Bei diesen Exkursionen ist immer ein anderer der fremden Männer dabei. Ich erinnere mich, dass der hellhäutige Mann, der tatsächlich oft im Haus des Kahuna zu Besuch ist, mir einmal gesagt hat, ich solle mir die Männer anschauen und genau beobachten, um mir meinen späteren Herrn daraus aussuchen zu können – einen, zu dem ich Zutrauen fassen, in den ich mich vielleicht verlieben könnte. Dabei fasse ich manchmal auch den Mut, diesen oder jenen Mann zu necken.
Einem jüngeren Mann mit martialisch aussehender Tätowierung ramme ich dabei so überraschend meine Schulter in seine Kniekehle, dass er umstürzt. Von der Wirkung meines Tuns bin ich selbst so erschrocken, dass ich ihn erst mit aufgerissenen anstarre.
Er hat sich als Erster wieder gefangen und rappelt sich lachend auf. Dass er es mir nicht übel zu nehmen scheint, weckt mich aus der Starre und ich gehe nahe an ihn heran, als er noch auf dem Waldboden sitzt. Ich beginne nun seine Brust abzulecken.
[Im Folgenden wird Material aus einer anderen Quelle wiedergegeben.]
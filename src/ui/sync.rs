//! Systems for syncing Bevy entities with city state

use bevy::prelude::*;

use super::components::{
    BuildingLink, CityMaterials, CityResource, Selection, StatusText, StreetLightLink, Sun,
    VehicleLink, ViewMode,
};

const STREET_LIGHT_INTENSITY: f32 = 200_000.0;
const DAY_ILLUMINANCE: f32 = 10_000.0;
const NIGHT_ILLUMINANCE: f32 = 300.0;

/// System to run a simulation tick
pub fn tick_city(time: Res<Time>, mut city: ResMut<CityResource>) {
    city.0.tick(time.delta_secs());
}

/// System to move vehicle visuals to their simulated positions
pub fn sync_vehicles(
    city: Res<CityResource>,
    mut vehicle_query: Query<(&VehicleLink, &mut Transform)>,
) {
    for (link, mut transform) in vehicle_query.iter_mut() {
        if let Some(vehicle) = city.0.vehicles().get(link.0) {
            transform.translation =
                Vec3::new(vehicle.position.x, vehicle.position.y, vehicle.position.z);
            transform.rotation = Quat::from_rotation_y(vehicle.angle());
        }
    }
}

/// System to highlight the selected building
pub fn highlight_selection(
    city: Res<CityResource>,
    selection: Res<Selection>,
    city_materials: Res<CityMaterials>,
    mut building_query: Query<(&BuildingLink, &mut MeshMaterial3d<StandardMaterial>)>,
) {
    for (link, mut material) in building_query.iter_mut() {
        let Some(building) = city.0.buildings().get(link.0) else {
            continue;
        };

        material.0 = if selection.0 == Some(link.0) {
            city_materials.selected.clone()
        } else {
            city_materials.buildings[usize::from(building.texture_index) % 2].clone()
        };
    }
}

/// System to switch street lights and dim the sun at night
pub fn update_lighting(
    city: Res<CityResource>,
    mut lamp_query: Query<&mut PointLight, With<StreetLightLink>>,
    mut sun_query: Query<&mut DirectionalLight, With<Sun>>,
) {
    let night = city.0.day_clock().is_night();

    for mut lamp in lamp_query.iter_mut() {
        lamp.intensity = if night { STREET_LIGHT_INTENSITY } else { 0.0 };
    }

    for mut sun in sun_query.iter_mut() {
        sun.illuminance = if night {
            NIGHT_ILLUMINANCE
        } else {
            DAY_ILLUMINANCE
        };
    }
}

/// System to refresh the status overlay
pub fn update_status_text(
    city: Res<CityResource>,
    selection: Res<Selection>,
    mode: Res<ViewMode>,
    mut text_query: Query<&mut Text, With<StatusText>>,
) {
    let city = &city.0;
    let config = city.config();
    let clock = city.day_clock();

    let selected = match selection.0 {
        Some(index) => format!("#{}", index),
        None => "none".to_string(),
    };

    let status = format!(
        "CITY DESIGNER ({:?} view)\nRoads: {} ({})\nSkyline: {}\nBuildings: {}/{}\nVehicles: {}\nStreet lights: {}\nTime: {:02}:{:02} x{}{}\nSelected: {}",
        *mode,
        city.roads().len(),
        config.road_pattern,
        config.skyline,
        city.buildings().len(),
        config.building_count,
        city.vehicles().len(),
        city.street_lights().len(),
        clock.hour() as u32,
        (clock.hour().fract() * 60.0) as u32,
        clock.speed(),
        if clock.is_night() { " (night)" } else { "" },
        selected,
    );

    for mut text in text_query.iter_mut() {
        text.0 = status.clone();
    }
}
Zuerst schiebt er mich schwach weg, dann lässt er es geschehen, bis der Poki tane mich mit einem Kommando zu sich ruft. Nun rappelt sich der junge Mann vollends auf und der Poki tane übernimmt wieder die Führung. Den Rest des Weges suche ich des Öfteren die Nähe des jungen Mannes in unserer Begleitung und reibe ab und zu meine Wange oder meine Schulter an seinem Bein, was dieser mit Streicheln quittiert.